Forensic Neuropathologic Phenotypes of Fungal Central Nervous System Infections: A Case Series

Gary Wu, From the Rush Medical College, Rush University, Chicago, IL.
Ying Liu, Department of Pathology and Laboratory Medicine, University of California-Davis, Sacramento, CA.
Elena Bulakhtina, Hamilton Regional Forensic Pathology Unit, Hamilton, Ontario.
Jennifer L. Hammers, Forensic Science and Law Program, Duquesne University, Pittsburgh, PA.
Erin M. Linde, Physicians Laboratory, Omaha, NE.
Bennet I. Omalu, Department of Pathology and Laboratory Medicine, University of California-Davis, Sacramento, CA.

Abstract

Fungal infections of the central nervous system (FI-CNS) are life-threatening infections that most commonly affect immunocompromised individuals, but immunocompetent individuals may also be infected.

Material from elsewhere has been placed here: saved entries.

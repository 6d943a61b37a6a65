//! Out-of-distribution gate.
//!
//! Embeds an image with the reference classifier, scores it against the
//! reference gallery and rejects anything below the threshold before the
//! pipeline commits to full inference.  Scores are cached per content
//! fingerprint until the next upload clears the cache.

pub mod cache;
pub mod gallery;

use std::fmt;
use std::sync::Arc;

use sha2::{Digest, Sha256};
use tracing::{debug, info};

use crate::codec::{self, Image};
use crate::error::{CoreError, Result};
use crate::model::{ModelHandle, ModelKind, ModelRegistry, preprocess};

pub use cache::SimilarityCache;
pub use gallery::{GalleryError, ReferenceGallery, cosine_similarity};

/// Default similarity a query must reach to count as in-distribution.
pub const SIMILARITY_THRESHOLD: f32 = 0.80;

/// SHA-256 of an image's canonical PNG encoding.  A cache key only.
#[derive(Clone, Copy, PartialEq, Eq, Hash)]
pub struct Fingerprint([u8; 32]);

impl Fingerprint {
    pub fn from_bytes(bytes: [u8; 32]) -> Self {
        Self(bytes)
    }

    pub fn as_bytes(&self) -> &[u8; 32] {
        &self.0
    }
}

impl fmt::Display for Fingerprint {
    fn fmt(&self, f: &mut fmt::Formatter<'_>) -> fmt::Result {
        self.0.iter().try_for_each(|b| write!(f, "{b:02x}"))
    }
}

impl fmt::Debug for Fingerprint {
    fn fmt(&self, f: &mut fmt::Formatter<'_>) -> fmt::Result {
        write!(f, "Fingerprint({self})")
    }
}

pub fn fingerprint(image: &Image) -> Result<Fingerprint> {
    let png = codec::encode_png(image)?;
    let digest = Sha256::digest(&png);
    let mut bytes = [0u8; 32];
    bytes.copy_from_slice(digest.as_slice());
    Ok(Fingerprint(bytes))
}

#[derive(Debug, Clone, Copy, PartialEq)]
pub struct GateVerdict {
    pub score: f32,
    pub in_distribution: bool,
    pub cache_hit: bool,
}

pub struct OodGate {
    cache: SimilarityCache,
    gallery: Option<Arc<ReferenceGallery>>,
    threshold: f32,
}

impl fmt::Debug for OodGate {
    fn fmt(&self, f: &mut fmt::Formatter<'_>) -> fmt::Result {
        f.debug_struct("OodGate")
            .field("cached", &self.cache.len())
            .field("gallery_rows", &self.gallery.as_ref().map(|g| g.len()))
            .field("threshold", &self.threshold)
            .finish()
    }
}

impl OodGate {
    /// A gate without a gallery fails every uncached check with
    /// [`CoreError::ModelUnavailable`].
    pub fn new(gallery: Option<Arc<ReferenceGallery>>, threshold: f32) -> Self {
        Self {
            cache: SimilarityCache::new(),
            gallery,
            threshold,
        }
    }

    pub fn threshold(&self) -> f32 {
        self.threshold
    }

    pub fn has_gallery(&self) -> bool {
        self.gallery.is_some()
    }

    pub fn cache(&self) -> &SimilarityCache {
        &self.cache
    }

    /// Start a new upload session: forget every cached score.
    pub fn reset(&self) -> Result<()> {
        let removed = self.cache.clear()?;
        debug!(removed, "similarity cache cleared");
        Ok(())
    }

    /// Score `image` against the gallery using `reference_model`'s embedding.
    pub fn check_in_distribution(
        &self,
        image: &Image,
        registry: &ModelRegistry,
        reference_model: &str,
    ) -> Result<GateVerdict> {
        let key = fingerprint(image)?;
        if let Some(score) = self.cache.get(&key)? {
            info!(fingerprint = %key, score, "reusing cached similarity");
            return Ok(self.verdict(score, true));
        }

        let score = self.compute(image, registry, reference_model)?;
        info!(fingerprint = %key, score, reference = %reference_model, "computed similarity");
        self.cache.insert(key, score)?;
        Ok(self.verdict(score, false))
    }

    fn verdict(&self, score: f32, cache_hit: bool) -> GateVerdict {
        GateVerdict {
            score,
            in_distribution: score >= self.threshold,
            cache_hit,
        }
    }

    fn compute(&self, image: &Image, registry: &ModelRegistry, reference: &str) -> Result<f32> {
        let unavailable = |message: &str| CoreError::ModelUnavailable {
            name: reference.to_owned(),
            message: message.to_owned(),
        };

        let gallery = self
            .gallery
            .as_ref()
            .ok_or_else(|| unavailable("reference gallery not loaded"))?;

        let model = registry.get(reference)?;
        let (ModelKind::Classifier(spec), ModelHandle::Classifier(classifier)) =
            (&model.descriptor.kind, &model.handle)
        else {
            return Err(unavailable("reference model is not a classifier"));
        };
        let layer = spec
            .embedding_layer
            .as_deref()
            .ok_or_else(|| unavailable("reference model has no embedding layer"))?;

        let input = preprocess::prepare(image, spec.input_size, spec.preprocess);
        let embedding = classifier.embed(&input, layer)?;

        gallery.max_similarity(&embedding).ok_or_else(|| {
            CoreError::inference(
                reference,
                format!(
                    "embedding has {} values but the gallery expects {}",
                    embedding.len(),
                    gallery.dim()
                ),
            )
        })
    }
}

#[cfg(test)]
mod tests {
    use image::{Rgb, RgbImage};

    use super::*;
    use crate::stub::{self, StubClassifier, StubLoader};

    fn image(seed: u8) -> Image {
        Image::from_rgb(RgbImage::from_pixel(16, 12, Rgb([seed, 10, 200])))
    }

    fn setup(embedding: Vec<f32>) -> (OodGate, ModelRegistry, Arc<StubClassifier>) {
        let classifier = Arc::new(StubClassifier::new(vec![0.1, 0.7, 0.1, 0.1]).with_embedding(embedding));
        let loader = StubLoader::new().with_classifier("vgg", Arc::clone(&classifier));
        let registry = ModelRegistry::new(Arc::new(stub::catalog()), Arc::new(loader));
        let gallery = ReferenceGallery::from_rows(vec![vec![1.0, 0.0, 0.0], vec![0.0, 1.0, 0.0]]).unwrap();
        (OodGate::new(Some(Arc::new(gallery)), SIMILARITY_THRESHOLD), registry, classifier)
    }

    #[test]
    fn fingerprint_is_content_based() {
        assert_eq!(fingerprint(&image(1)).unwrap(), fingerprint(&image(1)).unwrap());
        assert_ne!(fingerprint(&image(1)).unwrap(), fingerprint(&image(2)).unwrap());
        assert_eq!(fingerprint(&image(1)).unwrap().to_string().len(), 64);
    }

    #[test]
    fn second_lookup_hits_cache_without_inference() {
        let (gate, registry, classifier) = setup(vec![1.0, 0.1, 0.0]);

        let first = gate.check_in_distribution(&image(3), &registry, "vgg").unwrap();
        let second = gate.check_in_distribution(&image(3), &registry, "vgg").unwrap();

        assert!(!first.cache_hit);
        assert!(second.cache_hit);
        assert_eq!(first.score, second.score);
        assert!(first.in_distribution);
        assert_eq!(classifier.embed_calls(), 1);
    }

    #[test]
    fn reset_forces_recomputation() {
        let (gate, registry, classifier) = setup(vec![1.0, 0.0, 0.0]);

        gate.check_in_distribution(&image(4), &registry, "vgg").unwrap();
        gate.reset().unwrap();
        assert!(gate.cache().is_empty());
        let again = gate.check_in_distribution(&image(4), &registry, "vgg").unwrap();

        assert!(!again.cache_hit);
        assert_eq!(classifier.embed_calls(), 2);
    }

    #[test]
    fn dissimilar_embedding_is_out_of_distribution() {
        let (gate, registry, _) = setup(vec![0.0, 0.0, 1.0]);
        let verdict = gate.check_in_distribution(&image(5), &registry, "vgg").unwrap();
        assert!(!verdict.in_distribution);
        assert!(verdict.score < SIMILARITY_THRESHOLD);
    }

    #[test]
    fn threshold_is_inclusive() {
        let (gate, _, _) = setup(vec![]);
        assert!(gate.verdict(SIMILARITY_THRESHOLD, false).in_distribution);
    }

    #[test]
    fn missing_gallery_is_unavailable() {
        let (_, registry, classifier) = setup(vec![1.0, 0.0, 0.0]);
        let gate = OodGate::new(None, SIMILARITY_THRESHOLD);
        let err = gate.check_in_distribution(&image(6), &registry, "vgg").unwrap_err();
        assert!(matches!(err, CoreError::ModelUnavailable { .. }));
        assert!(gate.cache().is_empty());
        assert_eq!(classifier.embed_calls(), 0);
    }

    #[test]
    fn dimension_mismatch_is_an_inference_error() {
        let (gate, registry, _) = setup(vec![1.0, 0.0]);
        let err = gate.check_in_distribution(&image(7), &registry, "vgg").unwrap_err();
        assert!(matches!(err, CoreError::Inference { .. }));
        assert!(gate.cache().is_empty());
    }
}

Although FI-CNS are relatively rare, the prevalence of FI-CNS is on the rise because of the increasing number of transplant recipients, human immunodeficiency virus-infected individuals, and use of immunosuppressive therapies. Most cases of FI-CNS originate from outside the central nervous system. The etiologic fungi can be classified into 3 fungal groups: molds, dimorphic fungi, and yeasts. The clinical presentation of FI-CNS is highly variable and may be difficult to diagnose premortem. We present a case series of 3 patients, each infected by 1 representative species from each of the 3 fungal groups (Aspergillus species, Blastomyces species, Candida species) to illustrate different neuropathologic phenotypes of FI-CNS. All 3 patients had no history of immunodeficiency and were not suspected to have FI-CNS until they were diagnosed at autopsy. Fungal infections of the central nervous system are often fatal due to delayed diagnosis and diagnostic testing. Awareness of such poly-phenotypic manifestations of FI-CNS will be helpful in reducing delayed diagnosis. It is important for clinicians to include FI-CNS on the differential diagnosis when radiographic findings are nonspecific.